IFTE(ifpart,then-part,else-part)

In Joy there is a combinator ifte with the most common syntax

[if-part] [then-part] [else-part] ifte

which expects three quoted programs on top of the stack. But actually quoted programs which map and ifte expect on top of the stack do not have to be pushed just before the combinator - they can be the result of stack shuffling or construction. Similar to ifte is a combinator linrec for linear recursion which can eliminate the need for many recursive definitions that would otherwise clutter up the symbol table and the programmer's mind:

[if-part] [then-part] [rec1-part] [rec2-part] linrec

The implicit recursion occurs between the [rec1-part] and the [rec2-part] quoted programs. There is a similar combinator for binary (tree-) recursion that makes quicksort a one-liner:

[small] [] [uncons [>] split] [swapd cons concat] binrec

**SA**: *This seems quite powerful! Over the
years, APL developers have experimented with a variety of
recursion operators, hoping that, just as the classical adverbs
such as 'reduction', 'scan', and 'each' enabled us to factor out
explicit loops, so the new operators would help eliminate at
least some explicit recursion. For example, in K, we can define a
function 'apply_to_atoms' which takes a monadic function f and
returns a g which, applied to a list, recurses to the atoms and
applies f:*

apply_to_atoms:{[f]{:[@x;f x;_f'x]}} f:2*!: g:apply_to_atoms f A:(1 2;(3 2 4;(5 6))) A (1 2 (3 2 4 5 6)) g A ((,0 0 2) ((0 2 4 0 2 0 2 4 6) (0 2 4 6 8 0 2 4 6 8 10)))

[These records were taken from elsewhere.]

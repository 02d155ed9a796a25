use std::{ffi::OsString, io, path::PathBuf, process::Stdio};

use tokio::{
    io::{AsyncBufReadExt, AsyncReadExt, BufReader},
    process::Command,
};

/// Result of one toolchain invocation.
#[derive(Debug, Clone)]
pub struct ToolOutput {
    pub success: bool,
    pub stderr: String,
}

/// The external media toolchain the engine drives.
///
/// `run` receives ffmpeg-style arguments and reports how far it got as a ratio
/// of `expected_secs` of output media.
pub trait Toolchain: Send + Sync {
    /// Check the toolchain is usable, returning a version banner.
    async fn probe(&self) -> io::Result<String>;

    async fn run(
        &self,
        args: &[OsString],
        expected_secs: f64,
        on_progress: &mut (dyn FnMut(f64) + Send),
    ) -> io::Result<ToolOutput>;
}

pub struct FfmpegToolchain {
    binary: PathBuf,
}

impl FfmpegToolchain {
    pub fn new(binary: impl Into<PathBuf>) -> Self {
        Self {
            binary: binary.into(),
        }
    }
}

impl Toolchain for FfmpegToolchain {
    async fn probe(&self) -> io::Result<String> {
        let output = Command::new(&self.binary).arg("-version").output().await?;

        if !output.status.success() {
            return Err(io::Error::other(format!(
                "{} -version exited with {}",
                self.binary.display(),
                output.status
            )));
        }

        let stdout = String::from_utf8_lossy(&output.stdout);
        Ok(stdout.lines().next().unwrap_or_default().to_string())
    }

    async fn run(
        &self,
        args: &[OsString],
        expected_secs: f64,
        on_progress: &mut (dyn FnMut(f64) + Send),
    ) -> io::Result<ToolOutput> {
        tracing::debug!(binary = %self.binary.display(), ?args, "running ffmpeg");

        let mut child = Command::new(&self.binary)
            .args(["-hide_banner", "-nostdin", "-nostats", "-progress", "pipe:1", "-y"])
            .args(args)
            .stdin(Stdio::null())
            .stdout(Stdio::piped())
            .stderr(Stdio::piped())
            .kill_on_drop(true)
            .spawn()?;

        let stdout = child
            .stdout
            .take()
            .ok_or_else(|| io::Error::other("ffmpeg stdout was not captured"))?;
        let mut stderr = child
            .stderr
            .take()
            .ok_or_else(|| io::Error::other("ffmpeg stderr was not captured"))?;

        let read_progress = async {
            let mut lines = BufReader::new(stdout).lines();
            while let Some(line) = lines.next_line().await? {
                if let Some(secs) = parse_progress_line(&line)
                    && expected_secs > 0.0
                {
                    on_progress(secs / expected_secs);
                }
            }
            Ok::<_, io::Error>(())
        };
        let read_stderr = async {
            let mut buf = Vec::new();
            stderr.read_to_end(&mut buf).await.map(|_| buf)
        };

        let (progress, stderr) = tokio::join!(read_progress, read_stderr);
        progress?;
        let stderr = stderr?;
        let status = child.wait().await?;

        Ok(ToolOutput {
            success: status.success(),
            stderr: String::from_utf8_lossy(&stderr).to_string(),
        })
    }
}

/// Seconds of output written, from a `-progress` key/value line.
///
/// `out_time_ms` is in microseconds as well, despite its name.
fn parse_progress_line(line: &str) -> Option<f64> {
    let (key, value) = line.trim().split_once('=')?;
    match key {
        "out_time_us" | "out_time_ms" => value.parse::<u64>().ok().map(|us| us as f64 / 1e6),
        _ => None,
    }
}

*But it's never been clear what the "best" set of
K-recursors might be, partly because K functions can take any
number of arguments, and partly because recursion can involve
more than one function.*

*To what extent to do you think the recursive combinators
of Joy will replace explicit recursion? APLers are familiar with
the fact that it often takes time and one or two "aha's"
before a problem breaks apart into an "array" solution,
a program without loops and counters. And some problems are
stubbornly, perhaps essentially loopy. It seems to me that a
certain way of thinking needs to be acquired, analogous to "array
thinking" in APL, which would let the programmer factor out
the recursion pattern of problem such as quicksort. I'm thinking
here of the way the nested recursion combinator arose as you
contemplated Ackermann's function, which most programmers would
have said required explicit recursion. *

**MvT**: Yes, the recursion combinators are very
powerful indeed. To have just one linear recursion combinator
seems only possible in a language in which all functions have the
same arity (like in Joy, where all are unary). I do not have a
proof for this claim, except that I have not been able to define
one for Lisp or Scheme, and if it were possible it would surely
be in the literature. Maybe it can be done with clever macros.
The same is true for tail recusion as a special case of linear
recursion, and also for binary and nested recursion.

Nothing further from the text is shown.